Exercise details –
Make a word-for-word copy of the entries below from their first line through the line with "pub(crate) struct VertexArray", and add nothing.

++++++++++++++++++++

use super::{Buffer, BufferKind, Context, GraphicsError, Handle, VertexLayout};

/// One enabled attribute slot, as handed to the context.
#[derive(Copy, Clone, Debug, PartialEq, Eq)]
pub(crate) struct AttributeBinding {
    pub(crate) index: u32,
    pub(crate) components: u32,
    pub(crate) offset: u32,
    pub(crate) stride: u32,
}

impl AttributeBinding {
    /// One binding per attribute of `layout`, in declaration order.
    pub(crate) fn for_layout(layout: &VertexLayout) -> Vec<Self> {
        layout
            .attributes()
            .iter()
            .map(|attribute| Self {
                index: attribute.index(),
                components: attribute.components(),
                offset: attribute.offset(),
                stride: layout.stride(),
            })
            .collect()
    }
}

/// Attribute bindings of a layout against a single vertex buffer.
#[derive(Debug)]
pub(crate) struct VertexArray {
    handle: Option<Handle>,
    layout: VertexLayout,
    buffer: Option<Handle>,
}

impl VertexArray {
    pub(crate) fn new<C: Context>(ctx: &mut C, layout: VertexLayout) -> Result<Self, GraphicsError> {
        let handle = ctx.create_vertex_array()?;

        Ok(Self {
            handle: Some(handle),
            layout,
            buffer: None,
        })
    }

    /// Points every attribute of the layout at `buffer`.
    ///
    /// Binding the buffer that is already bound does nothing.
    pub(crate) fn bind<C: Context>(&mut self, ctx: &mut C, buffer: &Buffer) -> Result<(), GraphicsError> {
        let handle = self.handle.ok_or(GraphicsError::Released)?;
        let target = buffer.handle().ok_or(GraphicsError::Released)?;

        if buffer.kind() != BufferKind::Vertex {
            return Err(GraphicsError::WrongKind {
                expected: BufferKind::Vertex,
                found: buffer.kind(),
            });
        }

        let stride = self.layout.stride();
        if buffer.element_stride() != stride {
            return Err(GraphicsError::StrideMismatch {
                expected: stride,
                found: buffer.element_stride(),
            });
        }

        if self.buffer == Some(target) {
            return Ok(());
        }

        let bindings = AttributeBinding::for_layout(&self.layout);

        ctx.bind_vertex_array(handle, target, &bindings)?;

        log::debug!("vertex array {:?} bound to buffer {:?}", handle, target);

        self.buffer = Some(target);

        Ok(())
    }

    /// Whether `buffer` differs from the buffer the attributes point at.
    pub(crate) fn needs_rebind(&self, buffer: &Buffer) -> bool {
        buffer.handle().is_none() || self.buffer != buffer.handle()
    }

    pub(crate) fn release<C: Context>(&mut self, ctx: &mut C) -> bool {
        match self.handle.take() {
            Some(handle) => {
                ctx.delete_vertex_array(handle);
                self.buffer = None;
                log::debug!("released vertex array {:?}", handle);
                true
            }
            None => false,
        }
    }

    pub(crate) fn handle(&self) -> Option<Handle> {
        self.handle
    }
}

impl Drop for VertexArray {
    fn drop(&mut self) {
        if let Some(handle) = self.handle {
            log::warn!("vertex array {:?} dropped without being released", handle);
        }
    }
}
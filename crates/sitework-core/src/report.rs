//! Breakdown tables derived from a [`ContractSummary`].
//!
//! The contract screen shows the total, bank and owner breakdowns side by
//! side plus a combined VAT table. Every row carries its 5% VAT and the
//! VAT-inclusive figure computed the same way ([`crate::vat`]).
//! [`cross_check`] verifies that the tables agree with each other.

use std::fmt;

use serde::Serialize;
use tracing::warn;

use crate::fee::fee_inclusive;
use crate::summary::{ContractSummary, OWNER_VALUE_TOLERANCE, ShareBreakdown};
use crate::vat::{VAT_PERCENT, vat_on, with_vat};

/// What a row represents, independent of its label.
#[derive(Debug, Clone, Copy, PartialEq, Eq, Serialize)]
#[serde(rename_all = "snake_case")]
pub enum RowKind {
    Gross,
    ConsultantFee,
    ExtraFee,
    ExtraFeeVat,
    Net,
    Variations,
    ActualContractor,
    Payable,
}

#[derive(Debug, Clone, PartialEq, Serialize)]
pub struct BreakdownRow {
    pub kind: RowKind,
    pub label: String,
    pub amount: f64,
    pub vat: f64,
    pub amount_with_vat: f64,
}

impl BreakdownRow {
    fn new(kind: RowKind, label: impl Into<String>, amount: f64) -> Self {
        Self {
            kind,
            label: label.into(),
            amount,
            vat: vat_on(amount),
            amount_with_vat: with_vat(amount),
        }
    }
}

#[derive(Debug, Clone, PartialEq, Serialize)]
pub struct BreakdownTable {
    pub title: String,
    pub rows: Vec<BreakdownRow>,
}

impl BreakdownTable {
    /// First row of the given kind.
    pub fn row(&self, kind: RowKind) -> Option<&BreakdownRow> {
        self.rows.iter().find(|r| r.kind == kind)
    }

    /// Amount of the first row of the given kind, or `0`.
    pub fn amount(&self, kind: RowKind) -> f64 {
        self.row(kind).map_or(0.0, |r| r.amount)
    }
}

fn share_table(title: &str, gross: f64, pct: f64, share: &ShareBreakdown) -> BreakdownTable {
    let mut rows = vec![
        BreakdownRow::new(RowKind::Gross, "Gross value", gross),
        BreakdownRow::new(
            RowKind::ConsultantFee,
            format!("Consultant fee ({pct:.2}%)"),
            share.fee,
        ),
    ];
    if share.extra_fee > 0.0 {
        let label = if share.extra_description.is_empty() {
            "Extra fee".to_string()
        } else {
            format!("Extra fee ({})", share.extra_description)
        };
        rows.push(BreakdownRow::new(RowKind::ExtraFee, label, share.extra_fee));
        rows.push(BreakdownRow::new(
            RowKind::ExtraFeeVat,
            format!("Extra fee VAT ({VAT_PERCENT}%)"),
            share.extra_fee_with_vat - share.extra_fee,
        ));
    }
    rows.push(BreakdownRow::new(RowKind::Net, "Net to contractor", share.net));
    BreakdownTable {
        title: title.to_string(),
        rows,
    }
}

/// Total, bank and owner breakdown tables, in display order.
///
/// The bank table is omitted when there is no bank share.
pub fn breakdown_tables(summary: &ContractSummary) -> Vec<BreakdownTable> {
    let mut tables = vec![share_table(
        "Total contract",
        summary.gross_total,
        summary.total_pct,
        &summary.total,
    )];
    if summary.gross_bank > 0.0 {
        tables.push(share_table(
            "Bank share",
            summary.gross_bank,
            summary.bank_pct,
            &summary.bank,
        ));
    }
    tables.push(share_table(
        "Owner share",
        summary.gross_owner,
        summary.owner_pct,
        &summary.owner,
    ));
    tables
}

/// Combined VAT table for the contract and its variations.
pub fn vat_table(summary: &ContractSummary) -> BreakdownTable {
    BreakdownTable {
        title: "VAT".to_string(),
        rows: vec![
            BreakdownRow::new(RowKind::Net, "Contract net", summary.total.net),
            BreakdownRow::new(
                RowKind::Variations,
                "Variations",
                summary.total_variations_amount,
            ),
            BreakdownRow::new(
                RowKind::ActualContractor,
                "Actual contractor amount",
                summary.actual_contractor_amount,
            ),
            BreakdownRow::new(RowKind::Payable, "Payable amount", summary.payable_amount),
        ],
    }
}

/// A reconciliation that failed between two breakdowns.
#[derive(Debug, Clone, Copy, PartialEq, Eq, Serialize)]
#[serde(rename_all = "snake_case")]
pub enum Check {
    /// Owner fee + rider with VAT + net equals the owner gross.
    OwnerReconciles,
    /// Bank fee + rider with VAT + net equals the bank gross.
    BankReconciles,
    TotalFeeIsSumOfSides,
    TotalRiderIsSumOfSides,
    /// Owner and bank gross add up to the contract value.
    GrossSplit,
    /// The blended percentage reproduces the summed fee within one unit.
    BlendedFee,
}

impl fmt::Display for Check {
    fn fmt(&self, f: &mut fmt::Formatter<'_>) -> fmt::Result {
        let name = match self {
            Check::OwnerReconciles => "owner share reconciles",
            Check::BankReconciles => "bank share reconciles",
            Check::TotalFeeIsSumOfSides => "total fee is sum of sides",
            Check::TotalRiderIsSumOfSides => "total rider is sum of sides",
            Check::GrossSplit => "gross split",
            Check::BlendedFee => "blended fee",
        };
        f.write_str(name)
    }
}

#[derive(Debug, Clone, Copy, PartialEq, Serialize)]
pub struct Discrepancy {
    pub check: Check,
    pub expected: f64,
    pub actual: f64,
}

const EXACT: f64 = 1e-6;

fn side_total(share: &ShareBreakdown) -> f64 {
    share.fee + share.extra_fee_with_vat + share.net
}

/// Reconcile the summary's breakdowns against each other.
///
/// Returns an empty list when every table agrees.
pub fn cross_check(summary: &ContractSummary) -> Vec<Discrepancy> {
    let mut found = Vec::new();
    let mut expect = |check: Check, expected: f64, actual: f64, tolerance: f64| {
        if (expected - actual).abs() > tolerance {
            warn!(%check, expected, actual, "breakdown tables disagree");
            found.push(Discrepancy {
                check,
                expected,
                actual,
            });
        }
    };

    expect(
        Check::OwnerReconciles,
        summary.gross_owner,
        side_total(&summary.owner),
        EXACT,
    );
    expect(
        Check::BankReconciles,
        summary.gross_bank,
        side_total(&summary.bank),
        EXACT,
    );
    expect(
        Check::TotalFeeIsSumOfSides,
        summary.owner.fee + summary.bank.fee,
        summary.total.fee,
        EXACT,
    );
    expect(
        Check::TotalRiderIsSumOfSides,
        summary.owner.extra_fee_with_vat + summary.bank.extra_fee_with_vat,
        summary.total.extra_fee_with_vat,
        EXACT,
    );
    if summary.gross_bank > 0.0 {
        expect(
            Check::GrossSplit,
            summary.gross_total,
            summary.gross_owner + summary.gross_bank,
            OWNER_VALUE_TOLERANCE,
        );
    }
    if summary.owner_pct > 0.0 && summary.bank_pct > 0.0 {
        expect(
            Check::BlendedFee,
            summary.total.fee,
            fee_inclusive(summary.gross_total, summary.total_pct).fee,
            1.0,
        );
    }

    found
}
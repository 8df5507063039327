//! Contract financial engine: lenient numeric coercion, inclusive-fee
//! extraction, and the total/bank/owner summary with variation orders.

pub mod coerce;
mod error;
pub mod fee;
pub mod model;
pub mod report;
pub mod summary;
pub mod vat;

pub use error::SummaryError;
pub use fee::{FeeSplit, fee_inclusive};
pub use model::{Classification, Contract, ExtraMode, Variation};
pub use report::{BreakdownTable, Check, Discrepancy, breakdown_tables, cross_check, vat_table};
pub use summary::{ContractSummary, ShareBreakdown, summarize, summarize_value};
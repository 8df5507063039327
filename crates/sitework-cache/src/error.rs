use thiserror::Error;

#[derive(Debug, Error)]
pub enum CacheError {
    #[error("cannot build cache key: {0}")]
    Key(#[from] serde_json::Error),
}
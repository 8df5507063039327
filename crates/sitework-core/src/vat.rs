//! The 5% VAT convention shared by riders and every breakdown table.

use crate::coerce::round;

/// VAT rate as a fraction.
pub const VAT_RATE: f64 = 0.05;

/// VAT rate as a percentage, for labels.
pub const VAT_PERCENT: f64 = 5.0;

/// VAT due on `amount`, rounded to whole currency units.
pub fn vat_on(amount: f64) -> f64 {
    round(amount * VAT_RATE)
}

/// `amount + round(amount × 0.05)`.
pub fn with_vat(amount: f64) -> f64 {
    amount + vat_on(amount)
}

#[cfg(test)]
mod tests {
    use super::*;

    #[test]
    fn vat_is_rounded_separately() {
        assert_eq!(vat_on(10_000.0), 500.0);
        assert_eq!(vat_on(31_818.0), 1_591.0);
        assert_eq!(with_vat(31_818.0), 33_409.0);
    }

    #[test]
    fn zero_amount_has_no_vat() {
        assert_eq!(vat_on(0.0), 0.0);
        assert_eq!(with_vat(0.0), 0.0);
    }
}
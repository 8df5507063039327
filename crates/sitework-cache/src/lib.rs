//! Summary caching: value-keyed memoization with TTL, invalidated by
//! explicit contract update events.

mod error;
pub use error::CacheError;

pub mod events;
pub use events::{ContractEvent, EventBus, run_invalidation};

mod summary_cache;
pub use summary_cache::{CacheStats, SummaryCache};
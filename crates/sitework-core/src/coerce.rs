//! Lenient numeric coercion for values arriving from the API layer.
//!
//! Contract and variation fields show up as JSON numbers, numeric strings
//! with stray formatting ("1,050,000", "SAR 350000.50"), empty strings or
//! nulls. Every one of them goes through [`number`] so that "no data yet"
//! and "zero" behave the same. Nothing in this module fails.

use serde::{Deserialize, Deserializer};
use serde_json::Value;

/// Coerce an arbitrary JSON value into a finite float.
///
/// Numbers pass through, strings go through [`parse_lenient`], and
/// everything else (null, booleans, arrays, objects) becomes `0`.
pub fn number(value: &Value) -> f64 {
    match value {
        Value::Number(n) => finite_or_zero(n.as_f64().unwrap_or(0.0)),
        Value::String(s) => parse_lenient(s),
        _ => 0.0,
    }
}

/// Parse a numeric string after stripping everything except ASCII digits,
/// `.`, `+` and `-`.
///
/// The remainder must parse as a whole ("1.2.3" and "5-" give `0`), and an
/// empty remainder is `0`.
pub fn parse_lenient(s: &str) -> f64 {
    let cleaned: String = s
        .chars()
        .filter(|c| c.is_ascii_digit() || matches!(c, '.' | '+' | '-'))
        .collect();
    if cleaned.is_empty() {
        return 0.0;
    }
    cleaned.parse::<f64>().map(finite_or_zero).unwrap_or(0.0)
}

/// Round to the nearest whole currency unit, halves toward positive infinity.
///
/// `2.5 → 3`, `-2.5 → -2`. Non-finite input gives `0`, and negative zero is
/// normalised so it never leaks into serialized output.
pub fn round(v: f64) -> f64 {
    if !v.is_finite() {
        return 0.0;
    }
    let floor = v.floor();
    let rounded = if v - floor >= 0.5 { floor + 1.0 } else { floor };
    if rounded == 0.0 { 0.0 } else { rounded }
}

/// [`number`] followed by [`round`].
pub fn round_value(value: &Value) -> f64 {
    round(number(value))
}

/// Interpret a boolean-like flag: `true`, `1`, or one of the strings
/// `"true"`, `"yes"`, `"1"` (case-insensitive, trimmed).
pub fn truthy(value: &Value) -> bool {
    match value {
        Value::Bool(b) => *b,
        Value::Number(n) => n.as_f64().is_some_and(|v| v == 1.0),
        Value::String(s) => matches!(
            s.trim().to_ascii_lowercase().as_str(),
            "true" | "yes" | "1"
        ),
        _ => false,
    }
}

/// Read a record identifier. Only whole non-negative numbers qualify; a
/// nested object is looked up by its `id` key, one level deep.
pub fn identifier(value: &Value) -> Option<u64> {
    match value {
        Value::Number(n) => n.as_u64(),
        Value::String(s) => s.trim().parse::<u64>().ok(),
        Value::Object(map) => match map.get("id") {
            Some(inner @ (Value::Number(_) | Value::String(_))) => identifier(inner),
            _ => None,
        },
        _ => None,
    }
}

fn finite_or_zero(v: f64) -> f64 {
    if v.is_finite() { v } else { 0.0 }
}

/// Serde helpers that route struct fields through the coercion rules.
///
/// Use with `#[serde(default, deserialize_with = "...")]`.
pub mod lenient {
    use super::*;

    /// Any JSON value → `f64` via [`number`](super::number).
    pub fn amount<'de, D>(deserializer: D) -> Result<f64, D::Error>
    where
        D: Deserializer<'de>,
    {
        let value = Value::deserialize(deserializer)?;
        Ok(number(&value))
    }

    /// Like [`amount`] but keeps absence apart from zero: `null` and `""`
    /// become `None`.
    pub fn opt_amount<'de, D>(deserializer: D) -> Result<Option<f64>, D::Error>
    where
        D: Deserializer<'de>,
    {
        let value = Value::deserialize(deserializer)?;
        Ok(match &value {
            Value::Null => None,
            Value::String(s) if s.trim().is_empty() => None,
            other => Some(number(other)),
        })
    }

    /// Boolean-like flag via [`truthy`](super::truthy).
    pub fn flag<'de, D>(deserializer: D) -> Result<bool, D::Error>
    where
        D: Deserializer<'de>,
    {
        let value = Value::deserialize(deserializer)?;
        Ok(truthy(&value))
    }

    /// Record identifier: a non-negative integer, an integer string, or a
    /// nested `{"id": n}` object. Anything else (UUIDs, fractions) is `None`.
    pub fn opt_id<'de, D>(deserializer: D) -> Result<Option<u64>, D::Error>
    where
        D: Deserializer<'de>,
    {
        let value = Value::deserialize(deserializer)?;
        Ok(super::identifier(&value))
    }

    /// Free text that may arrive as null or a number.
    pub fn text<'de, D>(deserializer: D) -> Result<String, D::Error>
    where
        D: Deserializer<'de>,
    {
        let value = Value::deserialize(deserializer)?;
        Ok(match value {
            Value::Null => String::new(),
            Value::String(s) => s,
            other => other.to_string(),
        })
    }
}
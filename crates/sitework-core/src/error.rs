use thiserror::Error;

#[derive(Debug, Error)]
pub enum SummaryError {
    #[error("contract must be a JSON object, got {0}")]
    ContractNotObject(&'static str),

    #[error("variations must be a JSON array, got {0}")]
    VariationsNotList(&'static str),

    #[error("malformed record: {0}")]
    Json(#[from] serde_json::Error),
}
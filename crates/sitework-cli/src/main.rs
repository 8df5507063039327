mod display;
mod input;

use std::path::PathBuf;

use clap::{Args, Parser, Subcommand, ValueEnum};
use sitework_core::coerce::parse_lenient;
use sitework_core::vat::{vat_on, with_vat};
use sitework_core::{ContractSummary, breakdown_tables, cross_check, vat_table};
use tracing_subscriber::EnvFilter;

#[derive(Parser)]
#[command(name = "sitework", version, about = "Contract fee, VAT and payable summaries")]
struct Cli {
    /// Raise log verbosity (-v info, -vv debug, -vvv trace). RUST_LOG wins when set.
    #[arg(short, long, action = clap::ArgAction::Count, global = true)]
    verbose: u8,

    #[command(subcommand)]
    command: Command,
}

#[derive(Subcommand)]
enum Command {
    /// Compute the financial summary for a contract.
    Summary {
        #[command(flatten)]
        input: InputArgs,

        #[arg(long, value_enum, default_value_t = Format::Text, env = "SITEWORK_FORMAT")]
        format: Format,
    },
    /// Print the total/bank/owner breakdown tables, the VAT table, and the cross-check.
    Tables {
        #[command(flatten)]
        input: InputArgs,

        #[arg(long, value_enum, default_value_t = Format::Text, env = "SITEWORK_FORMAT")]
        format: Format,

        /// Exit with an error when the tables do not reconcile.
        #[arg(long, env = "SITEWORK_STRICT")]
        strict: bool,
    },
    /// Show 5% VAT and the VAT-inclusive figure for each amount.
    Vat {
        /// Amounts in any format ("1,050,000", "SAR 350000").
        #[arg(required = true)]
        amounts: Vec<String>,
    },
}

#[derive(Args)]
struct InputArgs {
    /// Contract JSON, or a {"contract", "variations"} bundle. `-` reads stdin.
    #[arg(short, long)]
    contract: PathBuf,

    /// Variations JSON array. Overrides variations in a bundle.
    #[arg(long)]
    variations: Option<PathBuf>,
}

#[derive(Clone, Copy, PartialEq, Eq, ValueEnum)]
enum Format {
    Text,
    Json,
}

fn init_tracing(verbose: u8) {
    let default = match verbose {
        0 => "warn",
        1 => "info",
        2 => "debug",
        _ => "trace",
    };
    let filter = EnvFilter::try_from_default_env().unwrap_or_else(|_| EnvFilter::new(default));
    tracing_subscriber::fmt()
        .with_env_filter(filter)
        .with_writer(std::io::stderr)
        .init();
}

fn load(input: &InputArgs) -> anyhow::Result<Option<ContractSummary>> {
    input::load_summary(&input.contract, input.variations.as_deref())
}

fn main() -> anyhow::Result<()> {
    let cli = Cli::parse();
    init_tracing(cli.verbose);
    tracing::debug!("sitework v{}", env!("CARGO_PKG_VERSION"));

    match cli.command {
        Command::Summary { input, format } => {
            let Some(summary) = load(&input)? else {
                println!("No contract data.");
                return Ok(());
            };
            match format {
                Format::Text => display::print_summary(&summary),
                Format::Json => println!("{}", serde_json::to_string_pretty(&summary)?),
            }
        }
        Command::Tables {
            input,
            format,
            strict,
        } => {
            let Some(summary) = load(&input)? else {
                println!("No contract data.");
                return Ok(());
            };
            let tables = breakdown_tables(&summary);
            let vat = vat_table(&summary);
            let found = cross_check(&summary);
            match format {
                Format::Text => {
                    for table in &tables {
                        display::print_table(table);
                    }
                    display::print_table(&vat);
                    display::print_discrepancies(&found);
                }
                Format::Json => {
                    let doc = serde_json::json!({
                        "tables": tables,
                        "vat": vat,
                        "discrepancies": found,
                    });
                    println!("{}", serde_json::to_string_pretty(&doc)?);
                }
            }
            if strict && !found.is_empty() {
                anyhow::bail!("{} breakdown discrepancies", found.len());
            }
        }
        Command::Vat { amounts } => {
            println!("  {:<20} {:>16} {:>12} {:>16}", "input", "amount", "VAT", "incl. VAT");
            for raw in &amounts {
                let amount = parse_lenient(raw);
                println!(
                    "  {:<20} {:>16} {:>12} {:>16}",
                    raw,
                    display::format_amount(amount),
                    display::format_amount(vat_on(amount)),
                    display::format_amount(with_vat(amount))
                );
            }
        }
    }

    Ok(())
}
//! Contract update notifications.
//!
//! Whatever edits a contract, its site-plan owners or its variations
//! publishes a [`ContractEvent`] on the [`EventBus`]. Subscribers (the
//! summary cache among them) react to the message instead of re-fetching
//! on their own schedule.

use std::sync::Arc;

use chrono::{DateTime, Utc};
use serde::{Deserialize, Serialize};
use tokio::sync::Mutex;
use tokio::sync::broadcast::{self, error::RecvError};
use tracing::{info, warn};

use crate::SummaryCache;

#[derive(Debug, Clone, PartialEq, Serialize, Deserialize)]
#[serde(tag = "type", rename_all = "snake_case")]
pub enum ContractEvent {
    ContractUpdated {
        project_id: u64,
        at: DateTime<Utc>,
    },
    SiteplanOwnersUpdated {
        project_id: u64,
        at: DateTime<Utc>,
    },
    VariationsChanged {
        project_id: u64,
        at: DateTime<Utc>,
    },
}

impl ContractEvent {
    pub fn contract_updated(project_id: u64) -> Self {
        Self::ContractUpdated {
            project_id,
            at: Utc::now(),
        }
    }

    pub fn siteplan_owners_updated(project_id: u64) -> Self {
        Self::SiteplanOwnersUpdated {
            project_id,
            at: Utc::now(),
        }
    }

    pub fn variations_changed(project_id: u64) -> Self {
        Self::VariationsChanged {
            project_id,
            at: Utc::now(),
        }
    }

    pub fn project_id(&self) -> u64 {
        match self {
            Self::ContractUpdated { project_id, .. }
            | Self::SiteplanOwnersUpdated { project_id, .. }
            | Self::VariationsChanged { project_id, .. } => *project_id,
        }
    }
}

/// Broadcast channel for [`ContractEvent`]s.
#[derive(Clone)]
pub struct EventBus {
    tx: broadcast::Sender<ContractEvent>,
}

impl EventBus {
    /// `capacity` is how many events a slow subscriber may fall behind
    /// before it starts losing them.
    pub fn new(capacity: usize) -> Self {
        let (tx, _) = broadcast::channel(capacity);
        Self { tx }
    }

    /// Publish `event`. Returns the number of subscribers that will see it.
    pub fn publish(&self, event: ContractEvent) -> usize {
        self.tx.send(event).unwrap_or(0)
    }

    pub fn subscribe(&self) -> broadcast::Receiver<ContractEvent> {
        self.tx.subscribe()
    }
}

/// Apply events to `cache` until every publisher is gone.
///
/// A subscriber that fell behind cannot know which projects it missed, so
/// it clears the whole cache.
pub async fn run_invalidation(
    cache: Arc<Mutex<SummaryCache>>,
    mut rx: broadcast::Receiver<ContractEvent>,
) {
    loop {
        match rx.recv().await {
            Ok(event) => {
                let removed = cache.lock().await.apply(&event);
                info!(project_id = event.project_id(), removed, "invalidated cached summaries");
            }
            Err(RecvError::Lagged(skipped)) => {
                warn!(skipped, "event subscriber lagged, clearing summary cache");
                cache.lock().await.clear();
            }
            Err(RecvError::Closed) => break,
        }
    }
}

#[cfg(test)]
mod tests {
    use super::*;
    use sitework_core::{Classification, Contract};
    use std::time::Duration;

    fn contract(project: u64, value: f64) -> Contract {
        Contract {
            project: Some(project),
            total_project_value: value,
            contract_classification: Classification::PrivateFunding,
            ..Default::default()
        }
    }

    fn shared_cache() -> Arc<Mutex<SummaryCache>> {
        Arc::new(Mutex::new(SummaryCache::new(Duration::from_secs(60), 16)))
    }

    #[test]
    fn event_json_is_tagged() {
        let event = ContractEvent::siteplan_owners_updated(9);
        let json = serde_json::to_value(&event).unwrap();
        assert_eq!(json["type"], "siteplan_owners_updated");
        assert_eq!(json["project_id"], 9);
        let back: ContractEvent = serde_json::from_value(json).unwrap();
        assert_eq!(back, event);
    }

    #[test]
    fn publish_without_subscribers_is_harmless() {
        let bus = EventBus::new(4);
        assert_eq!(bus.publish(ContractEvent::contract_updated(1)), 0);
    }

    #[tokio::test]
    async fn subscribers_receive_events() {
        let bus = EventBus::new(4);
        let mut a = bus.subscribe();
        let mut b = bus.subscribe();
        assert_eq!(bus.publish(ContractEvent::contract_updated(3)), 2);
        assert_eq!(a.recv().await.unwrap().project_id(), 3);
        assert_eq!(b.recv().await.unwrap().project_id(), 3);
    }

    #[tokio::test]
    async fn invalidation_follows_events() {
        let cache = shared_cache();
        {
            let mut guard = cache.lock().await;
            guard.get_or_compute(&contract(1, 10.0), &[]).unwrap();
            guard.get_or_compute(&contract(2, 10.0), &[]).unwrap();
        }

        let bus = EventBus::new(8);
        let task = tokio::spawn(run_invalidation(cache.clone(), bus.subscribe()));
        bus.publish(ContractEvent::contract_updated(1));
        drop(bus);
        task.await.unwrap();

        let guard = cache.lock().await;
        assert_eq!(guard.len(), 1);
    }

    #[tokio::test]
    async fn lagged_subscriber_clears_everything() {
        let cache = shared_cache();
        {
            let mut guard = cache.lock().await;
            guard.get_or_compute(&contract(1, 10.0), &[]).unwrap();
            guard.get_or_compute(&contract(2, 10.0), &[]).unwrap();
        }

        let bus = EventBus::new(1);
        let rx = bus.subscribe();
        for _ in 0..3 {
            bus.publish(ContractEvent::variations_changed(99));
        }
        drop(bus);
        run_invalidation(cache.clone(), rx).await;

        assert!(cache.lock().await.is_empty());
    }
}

++++++++++++++++++++

Exercise result –
use super::{Buffer, BufferKind, Context, GraphicsError, Handle, VertexLayout};

/// One enabled attribute slot, as handed to the context.
#[derive(Copy, Clone, Debug, PartialEq, Eq)]
pub(crate) struct AttributeBinding {
    pub(crate) index: u32,
    pub(crate) components: u32,
    pub(crate) offset: u32,
    pub(crate) stride: u32,
}

impl AttributeBinding {
    /// One binding per attribute of `layout`, in declaration order.
    pub(crate) fn for_layout(layout: &VertexLayout) -> Vec<Self> {
        layout
            .attributes()
            .iter()
            .map(|attribute| Self {
                index: attribute.index(),
                components: attribute.components(),
                offset: attribute.offset(),
                stride: layout.stride(),
            })
            .collect()
    }
}

/// Attribute bindings of a layout against a single vertex buffer.
#[derive(Debug)]
pub(crate) struct VertexArray {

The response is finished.